Она повернулась к нему, усмехаясь, понимая, что он хочет полюбоваться ею.

— Ты не цыганка, — сказал Андрей Ильич.

— Почему?

— Цыганки такими не бывают.

Андрей Ильич действительно не верил в красоту цыганок, и его не убедили в этом ни француз Мериме, ни русский Лесков, ни молдаванин Эмиль Лотяну, ни многие, многие другие, изображавшие смертельно и роково красивых цыганок. В жизни он ни одной такой не видел. Он встречал худых смуглых женщин с золотыми зубами и ухабистыми повадками. Не то что красивой, он миловидной средь них не замечал.
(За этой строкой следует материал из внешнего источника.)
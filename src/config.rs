use crate::NONCE_LENGTH;

/// Iteration ceiling applied when none is configured.
pub const DEFAULT_MAX_ITERATIONS: u32 = 1_000_000;

/// Tunables of an [`Exchange`](crate::Exchange).
#[derive(Debug, Clone, Copy, PartialEq, Eq)]
pub struct Config {
    /// Number of printable characters in the client nonce.
    pub nonce_len: usize,
    /// The largest iteration count accepted from a server-first message. Key derivation time
    /// grows linearly with it, so an unchecked value lets the server stall the client.
    pub max_iterations: u32,
}

impl Config {
    /// Sets the client nonce length.
    pub fn with_nonce_len(mut self, nonce_len: usize) -> Self {
        self.nonce_len = nonce_len;
        self
    }

    /// Sets the iteration ceiling.
    pub fn with_max_iterations(mut self, max_iterations: u32) -> Self {
        self.max_iterations = max_iterations;
        self
    }
}

impl Default for Config {
    fn default() -> Self {
        Config {
            nonce_len: NONCE_LENGTH,
            max_iterations: DEFAULT_MAX_ITERATIONS,
        }
    }
}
Поэтому он не верил, что эта смертельно, именно смертельно красивая женщина — цыганка.

— Ну что, — сказала женщина. — Пойдешь со мной?

Это приютившийся в казенной квартирешке и на казенной службишке человек дорожит своим временным углом и временным куском хлеба, человек же своей воли и свободы, человек, сам себе построивший дом, имеет смелость взять все в одночасье и бросить. И Андрей Ильич понял, что судьба, вдруг начавшая кидать ему козырных королей, пошла с самого главного туза, испытывая его: сумеет ли принять ее подарок?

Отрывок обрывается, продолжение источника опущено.